Ruler of Wen Dan
- Reign: 7th–8th century
- Predecessor: Unknown
- Successor: Unknown

= Jayasimhavarman (Phu Khiao) =

7th–8th century monarch in Chaiyaphum, Thailand

Jayasimhavarman of Phu Khiao was a ruler known from the Phu Khiao Kao inscription (K.404), a Sanskrit inscription discovered at the ancient site of Phu Khiao Kao (เมืองเก่าภูเขียว) in present-day Chaiyaphum province, northeastern Thailand. The text is engraved on a stone pillar in an early form of Old Khmer script, and is dated on palaeographic grounds to about the 7th or 8th century. It appears to be part of a royal eulogy (praśasti) praising a ruler called Śrī Jayasimhavarmanrāja. The identity and political affiliation of the ruler it names remain uncertain.

==Discovery and identification==

The inscription was discovered near Huai Ma-ue (ห้วยมะอึ; formerly known as Nong Hin Tang หนองหินตั้ง) in the present-day Kaset Sombun district of Chaiyaphum province. Early reports counted about thirteen stone pillars scattered across the area, two of them inscribed. The site was first described in 1922 by the Danish antiquarian Erik Seidenfaden in the Bulletin de l’École Française d’Extrême-Orient. At the time the locality was recorded as being within the district of Pak Bang (also known as Phu Khiao).

The inscriptions were later studied by the French epigraphist George Cœdès, who published them in Inscriptions du Cambodge (vol. VII). Cœdès distinguished two separate inscriptions from the locality and assigned them catalogue numbers K.404 and K.512. The inscription containing the name Jayasimhavarman is K.404, often referred to as the Phu Khiao inscription. It consists of 11 lines of Sanskrit text engraved on a rectangular stone pillar. A second inscription from the same area, K.512, is much shorter and heavily eroded, containing only 4 lines of text.

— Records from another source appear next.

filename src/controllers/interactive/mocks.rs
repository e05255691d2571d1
use crate::controllers::interactive::errors::backend::BackendError;
use crate::controllers::interactive::ports::frame_clock::{FrameClock, FrameHandle};
use crate::controllers::interactive::ports::render_backend::RenderBackend;
use crate::core::data::pixel_buffer::PixelBuffer;
use crate::core::data::viewport_geometry::ViewportGeometry;

#[derive(Debug, Default)]
pub struct MockBackend {
    pub initialize_calls: u32,
    pub presented: Vec<PixelBuffer>,
    pub fail_initialize: Option<BackendError>,
    pub fail_present: Option<BackendError>,
}

impl MockBackend {
    pub fn failing_initialize() -> Self {
        Self {
            fail_initialize: Some(BackendError::BackendUnavailable {
                reason: "mock adapter missing".to_string(),
            }),
            ..Self::default()
        }
    }
}

impl RenderBackend for MockBackend {
    fn initialize(&mut self, _geometry: &ViewportGeometry) -> Result<(), BackendError> {
        self.initialize_calls += 1;

        match &self.fail_initialize {
            Some(err) => Err(err.clone()),
            None => Ok(()),
        }
    }

    fn present(&mut self, frame: &PixelBuffer) -> Result<(), BackendError> {
        if let Some(err) = &self.fail_present {
            return Err(err.clone());
        }

        self.presented.push(frame.clone());
        Ok(())
    }
}

#[derive(Debug, Default)]
pub struct MockClock {
    next: u64,
    pub requested: Vec<FrameHandle>,
    pub cancelled: Vec<FrameHandle>,
}

impl FrameClock for MockClock {
    fn request_frame(&mut self) -> FrameHandle {
        self.next += 1;
        let handle = FrameHandle(self.next);
        self.requested.push(handle);
        handle
    }

    fn cancel_frame(&mut self, handle: FrameHandle) {
        self.cancelled.push(handle);
    }
}
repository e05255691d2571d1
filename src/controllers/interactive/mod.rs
//! The interactive explorer: the component a host embeds.
//!
//! # Architecture
//!
//! Ports and adapters, driven from a single event thread:
//! - **Input**: pointer samples, zoom controls and setters on `MandelbrotExplorer`
//! - **Output**: the `RenderBackend` a finished frame is presented on
//! - **Pacing**: the host's `FrameClock`, through `RenderScheduler`
//! - **Core**: gesture handling and pixel evaluation from `core/`

pub mod data;
pub mod errors;
mod explorer;
#[cfg(test)]
pub(crate) mod mocks;
pub mod ports;
mod scheduler;

pub use data::explorer_config::ExplorerConfig;
pub use data::frame_report::FrameReport;
pub use errors::backend::BackendError;
pub use errors::explorer::ExplorerError;
pub use explorer::MandelbrotExplorer;
pub use ports::{FrameClock, FrameHandle, RenderBackend};
pub use scheduler::{FrameOutcome, RedrawAction, RenderScheduler, SchedulerState};
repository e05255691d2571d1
pub mod explorer_config;
pub mod frame_report;
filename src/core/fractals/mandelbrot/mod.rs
pub mod algorithm;
pub mod escape_time;
pub mod palette;
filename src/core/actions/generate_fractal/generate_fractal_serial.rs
use crate::core::actions::generate_fractal::ports::fractal_algorithm::FractalAlgorithm;
use crate::core::data::point::Point;

/// Evaluates every pixel of a `width`×`height` grid on the calling thread, row-major.
pub fn generate_fractal_serial<Alg>(width: u32, height: u32, algorithm: &Alg) -> Vec<Alg::Success>
where
    Alg: FractalAlgorithm,
{
    let mut results = Vec::with_capacity(width as usize * height as usize);

    for y in 0..height {
        for x in 0..width {
            results.push(algorithm.compute(Point {
                x: x as i32,
                y: y as i32,
            }));
        }
    }

    results
}
use crate::core::actions::generate_pixel_buffer::ports::colour_map::ColourMap;
use crate::core::data::pixel_buffer::{PixelBuffer, PixelBufferError};

/// Colours row-major per-pixel values into an RGB8 frame.
///
/// Streams bytes into a buffer preallocated to `width * height * 3`; a value
/// count that does not match the grid is rejected rather than padded.
pub fn generate_pixel_buffer<T, CMap>(
    input: Vec<T>,
    mapper: &CMap,
    width: u32,
    height: u32,
) -> Result<PixelBuffer, PixelBufferError>
where
    CMap: ColourMap<T>,
{
    let expected_pixels = width as usize * height as usize;

    if input.len() != expected_pixels {
        return Err(PixelBufferError::SizeMismatch {
            expected: expected_pixels * 3,
            actual: input.len() * 3,
        });
    }

    let mut data = Vec::with_capacity(expected_pixels * 3);

    for value in input {
        data.extend_from_slice(&mapper.map(value).to_rgb8());
    }

    PixelBuffer::from_data(width, height, data)
}

#[cfg(test)]
mod tests {
    use super::*;
    use crate::core::data::pixel_colour::PixelColour;
    use crate::core::data::point::Point;

    struct GreyscaleMap;

    impl ColourMap<u8> for GreyscaleMap {
        fn map(&self, value: u8) -> PixelColour {
            let level = f64::from(value) / 255.0;

            PixelColour {
                r: level,
                g: level,
                b: level,
            }
        }

        fn display_name(&self) -> &str {
            "Greyscale"
        }
    }

    #[test]
    fn maps_each_value_in_order() {
        let buffer = generate_pixel_buffer(vec![0, 51, 255, 102], &GreyscaleMap, 2, 2).unwrap();

        assert_eq!(buffer.pixel(Point { x: 0, y: 0 }), Some([0, 0, 0]));
        assert_eq!(buffer.pixel(Point { x: 1, y: 0 }), Some([51, 51, 51]));
        assert_eq!(buffer.pixel(Point { x: 0, y: 1 }), Some([255, 255, 255]));
        assert_eq!(buffer.pixel(Point { x: 1, y: 1 }), Some([102, 102, 102]));
    }

    #[test]
    fn rejects_value_count_mismatch() {
        let result = generate_pixel_buffer(vec![0, 1, 2], &GreyscaleMap, 2, 2);

        assert_eq!(
            result,
            Err(PixelBufferError::SizeMismatch {
                expected: 12,
                actual: 9
            })
        );
    }
}
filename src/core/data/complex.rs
use std::ops::{Add, Mul};

/// A point in the complex plane, `real + imag·i`.
#[derive(Debug, Copy, Clone, PartialEq)]
pub struct Complex {
    pub real: f64,
    pub imag: f64,
}

impl Complex {
    pub const ZERO: Self = Self {
        real: 0.0,
        imag: 0.0,
    };

    #[must_use]
    pub const fn new(real: f64, imag: f64) -> Self {
        Self { real, imag }
    }

    #[must_use]
    pub fn magnitude_squared(&self) -> f64 {
        self.real * self.real + self.imag * self.imag
    }
}

impl Add for Complex {
    type Output = Self;

    fn add(self, other: Self) -> Self {
        Self {
            real: self.real + other.real,
            imag: self.imag + other.imag,
        }
    }
}

impl Mul for Complex {
    type Output = Self;

    fn mul(self, other: Self) -> Self {
        Self {
            real: self.real * other.real - self.imag * other.imag,
            imag: self.real * other.imag + self.imag * other.real,
        }
    }
}
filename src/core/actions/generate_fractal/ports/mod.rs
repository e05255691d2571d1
pub mod fractal_algorithm;
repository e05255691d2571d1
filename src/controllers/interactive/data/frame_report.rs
use std::time::Duration;

/// Metadata for one presented frame.
#[derive(Debug, Clone, Copy, PartialEq, Eq)]
pub struct FrameReport {
    /// 1-based count of frames presented since the scheduler was created.
    pub frame: u64,
    pub width_px: u32,
    pub height_px: u32,
    pub render_duration: Duration,
}
pub mod pointer_set;
pub mod state_machine;
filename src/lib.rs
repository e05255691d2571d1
mod adapters;
mod controllers;
mod core;
#[cfg(feature = "gui")]
mod input;
mod presenters;

pub use crate::adapters::pixel_format::{PixelFormatError, fill_rgba_frame};
pub use crate::controllers::cli::render_still::StillRenderController;
pub use crate::controllers::interactive::{
    BackendError, ExplorerConfig, ExplorerError, FrameClock, FrameHandle, FrameOutcome,
    FrameReport, MandelbrotExplorer, RedrawAction, RenderBackend, RenderScheduler, SchedulerState,
};
pub use crate::controllers::ports::file_presenter::FilePresenterPort;
pub use crate::core::actions::evaluate_pixels::cpu_reference::CpuReferenceEvaluator;
pub use crate::core::actions::evaluate_pixels::parallel_rayon::ParallelEvaluator;
pub use crate::core::actions::evaluate_pixels::ports::pixel_evaluator::{EvaluatePixelsError, PixelEvaluator};
pub use crate::core::data::complex::Complex;
pub use crate::core::data::pixel_buffer::{PixelBuffer, PixelBufferError};
pub use crate::core::data::pixel_colour::PixelColour;
pub use crate::core::data::point::Point;
pub use crate::core::data::pointer_sample::{PointerId, PointerSample};
pub use crate::core::data::render_request::RenderRequest;
pub use crate::core::data::view_limits::ViewLimits;
pub use crate::core::data::view_state::{ConfigurationWarning, ViewState};
pub use crate::core::data::viewport_geometry::ViewportGeometry;
pub use crate::core::fractals::mandelbrot::escape_time::{Escape, ITERATION_SAFETY_CAP, evaluate};
pub use crate::core::fractals::mandelbrot::palette::SinusoidalPalette;
pub use crate::core::gesture::state_machine::{GestureEffect, GesturePhase, GestureStateMachine, ZOOM_STEP};
pub use crate::core::util::view_transform::{ViewTransform, ViewTransformError, to_plane};
#[cfg(feature = "gui")]
pub use crate::input::gui::run_gui;
pub use crate::presenters::file::ppm::PpmFilePresenter;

Because both inscriptions were discovered at the same site, they have sometimes been confused in later references. The pillar bearing K.404 was later removed from the site and is now preserved at the National Museum in Phimai, Nakhon Ratchasima province.

==Inscription==

The Phu Khiao inscription is written in Sanskrit and carved in an early form of Khmer script. It appears to be a fragment of a praśasti, composed of a series of laudatory epithets praising the ruler. Stephen Murphy counts the stone among the Dvaravati-period sema, the Buddhist boundary markers of the Khorat Plateau, whose inscriptions are few and usually votive, giving little beyond a donor's name and a formulaic dedication.

Within the surviving lines, the inscription refers to a king named Śrī Jayasimhavarmanrāja. The text also mentions a person named Cuḍāmaṇī, described as being born of a woman named Lakṣmī. Because the inscription is fragmentary and the surviving estampage is of poor quality, a complete translation has not yet been established. The database entry for the inscription takes Cuḍāmaṇī to have been a daughter of Harshavarman I. Cha-em Kaeokhlai read the passage in 1989 as praising Cuḍāmaṇī as a lady or queen of high rank, known for moral integrity and for wisdom filled with dharma. On that reading the inscription goes on to say that the power and glory of the king's realm rested on her support. Murphy rejects the basis of it, holding that nothing in the text supports even the proposal that Cuḍāmaṇī was the name of a person, still less one of high rank.

Local traditions recorded in the early 12th century attribute the stone pillars to a legendary episode involving the construction of a Buddhist caitya. According to the legend, builders from Vientiane and Phitsanulok transported materials to the site but arrived after the monument had already been completed, leaving behind the stone pillars that remain visible today. Similar groups of stone pillars have also been reported from other locations in the region, particularly in Ubon Ratchathani province.

==Interpretation==

Based on the palaeographic style of the script, scholars generally date the inscription to around the 7th–8th centuries. Cœdès noted that the name Jayasimhavarman corresponds to no known ruler in the epigraphy of Cambodia. Given the geographical context, he thought it unlikely to refer to the Cham king Jaya Simhavarman I, who ruled in the late 9th century. Instead, Cœdès suggested that the inscription may refer to a local ruler associated with an inland polity of mainland Southeast Asia, possibly connected with the political formations traditionally described in Chinese sources as Land Chenla or Wen Dan.

Hiram Woodward has read the term prajñā in the inscription as a Mahāyāna marker. Murphy holds that a community's religious affiliation cannot be read from one or two isolated terms, over a tradition covering a large area and more than four centuries. The identity and political affiliation of Jayasimhavarman remain uncertain, the inscription being fragmentary.